La verità è che in molti casi i bambini vengono iscritti all’ora di religione perché è più facile che fare il contrario. Quando mia figlia iniziò a frequentare la scuola primaria, negli anni Ottanta, in un paese di provincia della rossa Emilia (laica, atea e mangiapreti), scelsi di non avvalermi dell’IRC. Saltò fuori che ero l’unica madre della classe, anzi della scuola, a “non avvalermi”.  E che l’unica opzione a disposizione era la permanenza della bimba in corridoio durante l’ora di religione. Minacciai uno scandalo e allora le trovarono una maestra tutta per lei. Questa elaborò un programma eclettico – si andava dal lavoro minorile ai primi rudimenti di educazione sessuale – che a mia figlia piacque moltissimo.
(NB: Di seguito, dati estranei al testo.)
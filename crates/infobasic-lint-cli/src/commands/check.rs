//! Check command implementation.

use anyhow::{Context, Result};
use infobasic_lint_core::{Analyzer, Config, RuleBox};
use infobasic_lint_rules::{rule_by_name, rules_from_config, Preset};
use std::path::PathBuf;

use crate::config_resolver::ConfigSource;
use crate::OutputFormat;

/// Arguments of the check command.
#[derive(Debug)]
pub struct CheckOptions {
    /// File or directory to check.
    pub path: PathBuf,
    /// Strict mode requested on the command line.
    pub strict: bool,
    /// Output format.
    pub format: OutputFormat,
    /// Comma-separated rule names or codes to run instead of the preset.
    pub rules: Option<String>,
    /// Extra exclude patterns.
    pub exclude: Vec<String>,
    /// Where the configuration comes from.
    pub source: ConfigSource,
}

/// Runs the check command.
pub fn run(options: &CheckOptions) -> Result<()> {
    let config = load_config(&options.source)?;

    let strict = options.strict || config.strict || preset_enables_strict(&config);

    let rules_to_add = match &options.rules {
        Some(filter) => filter_rules(filter, &config),
        None => rules_from_config(&config),
    };

    // Build analyzer
    let mut builder = Analyzer::builder()
        .root(&options.path)
        .strict(strict)
        .excludes(options.exclude.iter().cloned());

    for rule in rules_to_add {
        builder = builder.rule_box(rule);
    }

    let analyzer = builder
        .config(config)
        .build()
        .context("Failed to build analyzer")?;

    tracing::info!(
        "Checking {} with {} rules (strict: {})",
        options.path.display(),
        analyzer.rule_count(),
        analyzer.is_strict()
    );

    let result = analyzer.analyze();

    super::output::print(&result, options.format)?;

    // Exit with error code if there are errors
    if result.has_errors() {
        std::process::exit(1);
    }

    Ok(())
}

fn load_config(source: &ConfigSource) -> Result<Config> {
    match source {
        ConfigSource::Default => Ok(Config::default()),
        other => {
            // Invariant: non-Default variants always have a path
            let p = other.path().context("resolved config has no path")?;
            if source.is_global() {
                tracing::info!("Using global config: {}", p.display());
            }
            Config::from_file(p).with_context(|| format!("Failed to load config: {}", p.display()))
        }
    }
}

fn preset_enables_strict(config: &Config) -> bool {
    config
        .preset
        .as_deref()
        .and_then(Preset::from_name)
        .is_some_and(Preset::enables_strict)
}

fn filter_rules(filter: &str, config: &Config) -> Vec<RuleBox> {
    let mut rules: Vec<RuleBox> = Vec::new();

    for name in filter.split(',').map(str::trim).filter(|n| !n.is_empty()) {
        match rule_by_name(name, config) {
            Some(rule) if rules.iter().any(|r| r.name() == rule.name()) => {}
            Some(rule) => rules.push(rule),
            None => tracing::warn!("Unknown rule: {}", name),
        }
    }

    rules
}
L’anno dopo la raggiunse la sua migliore amica la cui  madre (a differenza di me atea e anticlericale) aveva infine trovato il coraggio di “non avvalersi” dell’IRC. 

Non so come sia evoluta la situazione nel frattempo ma direi che poco è cambiato dal punto di vista del conformismo di massa. Le famiglie preferiscono tuttora evitarsi complicazioni e grattacapi – e rischiare di inimicarsi la scuola e gli insegnanti – facendo una scelta scomoda in uno stato che si proclama laico. Lo fanno anche famiglie musulmane che si avvalgono dell’ora di religione giustificandola come “arricchimento culturale”. Che è esattamente ciò che suggerisce di fare la CEI che presenta l’ora di religione come “occasione unica per conoscere la Bibbia” . Peccato che i cattolici italiani brillino notoriamente per ignoranza del testo biblico.
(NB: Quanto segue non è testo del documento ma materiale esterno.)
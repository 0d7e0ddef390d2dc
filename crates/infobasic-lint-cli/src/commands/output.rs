//! Shared output formatting for lint results.

use anyhow::Result;
use infobasic_lint_core::{read_source, FailureKind, LintDiagnostic, LintResult};
use std::fmt::Write;

use crate::OutputFormat;

const RULE: usize = 70;

const NO_FILES: &str = "WARNING: No InfoBasic files found";

/// Print lint results in the specified format.
pub fn print(result: &LintResult, format: OutputFormat) -> Result<()> {
    match format {
        OutputFormat::Text => print!("{}", render_text(result)),
        OutputFormat::Json => println!("{}", render_json(result)?),
        OutputFormat::Compact => print!("{}", render_compact(result)),
        OutputFormat::Pretty => print_pretty(result),
    }
    Ok(())
}

/// Nothing was checked and nothing failed.
fn is_empty_run(result: &LintResult) -> bool {
    result.files.is_empty() && result.failures.is_empty()
}

fn banner() -> String {
    "=".repeat(RULE)
}

/// Renders the human-readable report: one banner per file with issues,
/// a check mark per clean file, then the summary.
fn render_text(result: &LintResult) -> String {
    let mut out = String::new();

    for failure in &result.failures {
        let _ = writeln!(out, "ERROR: {failure}");
    }

    if is_empty_run(result) {
        let _ = writeln!(out, "{NO_FILES}");
    }

    for report in &result.files {
        if report.is_clean() {
            let _ = writeln!(out, "✓ {} - No issues found", report.path.display());
            continue;
        }

        let _ = writeln!(out, "\n{}", banner());
        let _ = writeln!(out, "FILE: {}", report.path.display());
        let _ = writeln!(out, "{}", banner());

        for diagnostic in report.sorted() {
            let _ = write!(out, "\n{}", diagnostic.format());
        }
    }

    render_summary(&mut out, result);
    out
}

fn render_summary(out: &mut String, result: &LintResult) {
    let (errors, warnings, infos) = result.count_by_severity();
    let warnings = warnings + usize::from(is_empty_run(result));
    let unreadable = result
        .failures
        .iter()
        .filter(|f| f.kind == FailureKind::Unreadable)
        .count();

    let _ = writeln!(out, "\n{}", banner());
    let _ = writeln!(
        out,
        "SUMMARY: {} file(s) checked",
        result.files_checked + unreadable
    );
    let _ = writeln!(out, "  Errors:   {errors}");
    let _ = writeln!(out, "  Warnings: {warnings}");
    let _ = writeln!(out, "  Infos:    {infos}");
    let _ = writeln!(out, "{}", banner());
}

fn render_json(result: &LintResult) -> Result<String> {
    Ok(serde_json::to_string_pretty(result)?)
}

fn render_compact(result: &LintResult) -> String {
    let mut out = String::new();

    for failure in &result.failures {
        let _ = writeln!(
            out,
            "{}:0: ERROR [{}] {}",
            failure.path.display(),
            failure_code(failure.kind),
            failure.message
        );
    }

    for report in &result.files {
        for diagnostic in report.sorted() {
            let _ = writeln!(
                out,
                "{}:{}: {} [{}] {}",
                report.path.display(),
                diagnostic.line_number,
                diagnostic.severity,
                diagnostic.rule_id,
                diagnostic.message,
            );
        }
    }

    out
}

fn failure_code(kind: FailureKind) -> &'static str {
    match kind {
        FailureKind::NotFound => "not-found",
        FailureKind::NotSourceFile => "not-source-file",
        FailureKind::Unreadable => "unreadable",
    }
}

fn print_pretty(result: &LintResult) {
    for failure in &result.failures {
        println!("ERROR: {failure}");
    }

    if is_empty_run(result) {
        println!("{NO_FILES}");
    }

    for report in result.files_with_issues() {
        let name = report.path.display().to_string();
        let source = match read_source(&report.path) {
            Ok(source) => source,
            Err(e) => {
                tracing::warn!("Cannot re-read {name} for rendering: {e}");
                for diagnostic in report.sorted() {
                    print!("{}", diagnostic.format());
                }
                continue;
            }
        };

        for diagnostic in report.sorted() {
            let lint = LintDiagnostic::new(&diagnostic, &name, source.clone());
            println!("{:?}", miette::Report::new(lint));
        }
    }

    let mut summary = String::new();
    render_summary(&mut summary, result);
    print!("{summary}");
}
Curioso poi che in un contesto che della promozione della “diversità” ha fatto una bandiera l’interesse del minore debba passare dal “così fan tutti”. Quando mia figlia era piccola mi sono sentita dire infinite volte, da amici e insegnanti, che “i bambini hanno diritto a non sentirsi diversi dagli altri”. Le principali materie del contendere erano tre: non volevo comperarle la bambola Barbie. Non avevamo la televisione in casa. E non le facevo “fare religione”. Peraltro nessuno dei tre items ha mai figurato nella lunga serie di rimproveri più tardi stilata da un’agguerrita figlia adolescente. Eppure si trattava nei tre casi di “trattamento diverso dai compagni”. Incompatibile con l’interesse del minore, secondo l’ideologia contemporanea, perlomeno quando si parla di consumi di massa e di fede. Messi più o meno sullo stesso piano.